A red ship moving towards several icebergs in an ocean
A new approach was adopted, incorporating diverse observations by leveraging their individual strengths. By incorporating the comprehensive depth measurements obtained from ships, valuable snapshots of ocean density were acquired.
However, these ship-based measurements are typically conducted only once every ten years. On the contrary, moored instruments offer continuous density and speed measurements, albeit limited to specific locations and for a finite period of time.
In this new methodology, these distinct observation techniques were merged to maximize their benefits and overcome their limitations. The result was a combined dataset that provided a more holistic understanding of ocean dynamics by capturing both comprehensive depth measurements from ships and continuous density and speed data from moored instruments.
A new method was devised to integrate ship data, mooring records, and a high-resolution numerical simulation, enabling the estimation of the Antarctic bottom water flow strength and its associated oxygen transport to the deep ocean.
The primary objective of the study was to examine a deep basin located south of Australia, which serves as a recipient of bottom water from multiple origins. Notably, these sources are situated downstream of substantial meltwater inputs, making this particular region a potential early indicator of climate-induced alterations in the deep ocean.
By combining the aforementioned datasets and computational modeling, researchers were able to gain valuable insights into the intensity of the Antarctic bottom water flow and the extent of oxygen transfer it facilitates towards the deep ocean. This innovative approach contributes to our understanding of the dynamics of this crucial oceanic process and its implications for climate change monitoring.
The results are remarkable. Over a span of thirty years, from 1992 to 2017, there has been a significant slowdown of the overturning circulation in a particular region, with a decrease of nearly one-third (30%). This deceleration has led to a reduced supply of oxygen reaching the deep areas. The primary cause of this slowdown has been identified as the freshening of waters near Antarctica.
The process of freshening has resulted in a decrease in both the density and volume of the Antarctic bottom water formation, as well as a reduction in its flow velocity. The impact of this freshening has been substantial, and the observed decline would have been even more pronounced if not for a temporary climate event that occurred. This event triggered a partial and short-lived recovery of bottom water formation, driven by an increase in salinity. This recovery highlights the vulnerability of bottom water formation to changes in salinity along the Antarctic continental shelf.

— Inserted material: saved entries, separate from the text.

//! Schema-aware evaluation of a formula, mirrored node by node.

use async_trait::async_trait;
use scenario_core::{
    AstNode, CustomList, DataModel, EvaluationError, EvaluationErrorCode, NodeEvaluation, SchemaError,
};

use crate::node::*;
use crate::session::{ServiceError, ValidationService};

use super::fuzzy::with_suggestion;

/// In-process validator producing the same evaluation trees the remote
/// validation service would.
#[derive(Debug, Clone)]
pub struct LocalValidator {
    data_model: DataModel,
    trigger_table: String,
    custom_lists: Vec<CustomList>,
}

impl LocalValidator {
    pub fn new(data_model: DataModel, trigger_table: impl Into<String>, custom_lists: Vec<CustomList>) -> Self {
        Self {
            data_model,
            trigger_table: trigger_table.into(),
            custom_lists,
        }
    }

    /// Evaluation tree with exactly the shape of `node`.
    pub fn evaluate(&self, node: &AstNode) -> NodeEvaluation {
        NodeEvaluation {
            errors: self.check_node(node),
            return_value: None,
            children: node.children.iter().map(|c| self.evaluate(c)).collect(),
            named_children: node
                .named_children
                .iter()
                .map(|(k, c)| (k.clone(), self.evaluate(c)))
                .collect(),
        }
    }

    fn check_node(&self, node: &AstNode) -> Vec<EvaluationError> {
        let mut errors = Vec::new();
        match NodeKind::of(node) {
            NodeKind::Constant(_) | NodeKind::TimeNow => {}
            NodeKind::Undefined => errors.push(EvaluationError::new(
                EvaluationErrorCode::MissingOperand,
                "operand is empty",
            )),
            NodeKind::Payload { field } => {
                if let Err(e) = self.data_model.resolve_field::<&str>(&self.trigger_table, &[], field) {
                    errors.push(self.schema_error(e).at_index(0));
                }
            }
            NodeKind::DatabaseAccess {
                table_name,
                path,
                field_name,
            } => {
                if let Err(e) = self.data_model.resolve_field(table_name, path, field_name) {
                    let arg = match e {
                        SchemaError::UnknownField { .. } => "fieldName",
                        SchemaError::UnknownLink { .. } => "path",
                        SchemaError::UnknownTable(_) if path.is_empty() => "tableName",
                        SchemaError::UnknownTable(_) => "path",
                    };
                    errors.push(self.schema_error(e).at_name(arg));
                }
            }
            NodeKind::CustomListAccess { list_id } => {
                if !self.custom_lists.iter().any(|l| l.id == list_id) {
                    let message = with_suggestion(
                        format!("unknown custom list '{list_id}'"),
                        list_id,
                        self.custom_lists.iter().map(|l| l.id.as_str()),
                    );
                    errors.push(
                        EvaluationError::new(EvaluationErrorCode::UnknownCustomList, message).at_name("customListId"),
                    );
                }
            }
            NodeKind::Aggregation {
                table_name,
                field_name,
                ..
            } => {
                if field_name.is_empty() {
                    errors.push(
                        EvaluationError::new(EvaluationErrorCode::MissingOperand, "aggregation has no field")
                            .at_name("fieldName"),
                    );
                } else if let Err(e) = self.data_model.resolve_field::<&str>(table_name, &[], field_name) {
                    let arg = match e {
                        SchemaError::UnknownField { .. } => "fieldName",
                        _ => "tableName",
                    };
                    errors.push(self.schema_error(e).at_name(arg));
                }
            }
            NodeKind::FuzzyMatch { operands, .. } => {
                if operands.len() != 2 {
                    errors.push(EvaluationError::new(
                        EvaluationErrorCode::WrongNumberOfArguments,
                        format!("{} expects 2 arguments, got {}", node.name, operands.len()),
                    ));
                }
            }
            NodeKind::TimeAdd { duration, .. } => {
                if !is_iso_duration(duration) {
                    errors.push(
                        EvaluationError::new(
                            EvaluationErrorCode::InvalidConstant,
                            format!("'{duration}' is not an ISO-8601 duration"),
                        )
                        .at_name("duration"),
                    );
                }
            }
            NodeKind::Function { name } => self.check_function(name, node, &mut errors),
        }
        errors
    }

    fn check_function(&self, name: &str, node: &AstNode, errors: &mut Vec<EvaluationError>) {
        if let Some(op) = operator_function(name) {
            if !op.arity.accepts(node.children.len()) {
                errors.push(EvaluationError::new(
                    EvaluationErrorCode::WrongNumberOfArguments,
                    format!("{} expects {} arguments, got {}", name, op.arity, node.children.len()),
                ));
            }
            return;
        }
        match name {
            LIST_NODE_NAME | FILTER_NODE_NAME => {}
            _ if FUNCTION_NAMES.contains(&name) => errors.push(EvaluationError::new(
                EvaluationErrorCode::Unexpected,
                format!("malformed {name} node"),
            )),
            _ => errors.push(EvaluationError::new(
                EvaluationErrorCode::UndefinedFunction,
                with_suggestion(format!("unknown function '{name}'"), name, known_names()),
            )),
        }
    }

    fn schema_error(&self, error: SchemaError) -> EvaluationError {
        match error {
            SchemaError::UnknownTable(table) => EvaluationError::new(
                EvaluationErrorCode::UnknownTable,
                with_suggestion(
                    format!("unknown table '{table}'"),
                    &table,
                    self.data_model.list_tables().iter().map(|t| t.name.as_str()),
                ),
            ),
            SchemaError::UnknownLink { table, link } => EvaluationError::new(
                EvaluationErrorCode::UnknownLink,
                with_suggestion(
                    format!("table '{table}' has no link '{link}'"),
                    &link,
                    self.data_model.links_from(&table).map(|l| l.name.as_str()),
                ),
            ),
            SchemaError::UnknownField { table, field } => {
                let candidates: Vec<&str> = self
                    .data_model
                    .find_table(&table)
                    .map(|t| t.fields.iter().map(|f| f.name.as_str()).collect())
                    .unwrap_or_default();
                EvaluationError::new(
                    EvaluationErrorCode::UnknownField,
                    with_suggestion(format!("table '{table}' has no field '{field}'"), &field, candidates),
                )
            }
        }
    }
}

#[async_trait]
impl ValidationService for LocalValidator {
    async fn validate(&self, node: &AstNode) -> Result<NodeEvaluation, ServiceError> {
        Ok(self.evaluate(node))
    }
}
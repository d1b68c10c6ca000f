//! Levenshtein-based "did you mean" matching and identifier checks.

/// Closest candidate to `input`, ignoring case. `None` when even the best
/// candidate differs in more than half of the longer string.
pub fn fuzzy_match<'a, I>(input: &str, candidates: I) -> Option<&'a str>
where
    I: IntoIterator<Item = &'a str>,
{
    let input_lower = input.to_lowercase();
    let mut best: Option<(&str, usize)> = None;

    for candidate in candidates {
        let dist = levenshtein(&input_lower, &candidate.to_lowercase());
        match best {
            None => best = Some((candidate, dist)),
            Some((_, best_dist)) if dist < best_dist => best = Some((candidate, dist)),
            _ => {}
        }
    }

    best.and_then(|(name, dist)| {
        let max_len = input.chars().count().max(name.chars().count());
        if dist <= max_len / 2 {
            Some(name)
        } else {
            None
        }
    })
}

/// Append `" (did you mean 'x'?)"` when a close candidate exists.
pub fn with_suggestion<'a, I>(message: String, input: &str, candidates: I) -> String
where
    I: IntoIterator<Item = &'a str>,
{
    match fuzzy_match(input, candidates) {
        Some(s) => format!("{message} (did you mean '{s}'?)"),
        None => message,
    }
}

/// Levenshtein edit distance between two strings.
pub fn levenshtein(a: &str, b: &str) -> usize {
    let a: Vec<char> = a.chars().collect();
    let b: Vec<char> = b.chars().collect();
    let m = a.len();
    let n = b.len();

    let mut prev = (0..=n).collect::<Vec<_>>();
    let mut curr = vec![0; n + 1];

    for i in 1..=m {
        curr[0] = i;
        for j in 1..=n {
            let cost = if a[i - 1] == b[j - 1] { 0 } else { 1 };
            curr[j] = (prev[j] + 1)
                .min(curr[j - 1] + 1)
                .min(prev[j - 1] + cost);
        }
        std::mem::swap(&mut prev, &mut curr);
    }

    prev[n]
}

/// `^[a-z0-9]+(-[a-z0-9]+)*$`
pub fn is_kebab_case(s: &str) -> bool {
    !s.is_empty()
        && !s.starts_with('-')
        && !s.ends_with('-')
        && !s.contains("--")
        && s.chars().all(|c| c == '-' || c.is_ascii_lowercase() || c.is_ascii_digit())
}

These findings raise concerns as they indicate that the anticipated changes projected to happen by 2050 are already unfolding. The implications of these early developments are alarming, emphasizing the need for proactive measures to address the ongoing shifts in oceanic processes.
Antarctica's ice loss is predicted to persist and potentially intensify as the Earth's temperature rises. It is highly likely that we will surpass the critical 1.5℃ global warming threshold by 2027. As more ice melts, there will be an increase in freshening, which in turn will lead to a continuation of the slowdown in ocean circulation and profound oxygen depletion.
The repercussions of this slowdown will extend far beyond Antarctica. The global ocean's overturning circulation spans the entire planet and significantly influences the rate of climate change and the rise of sea levels.
Furthermore, marine life will face disruption and harm as a result. This research serves as yet another compelling incentive to redouble our efforts and accelerate the reduction of greenhouse gas emissions.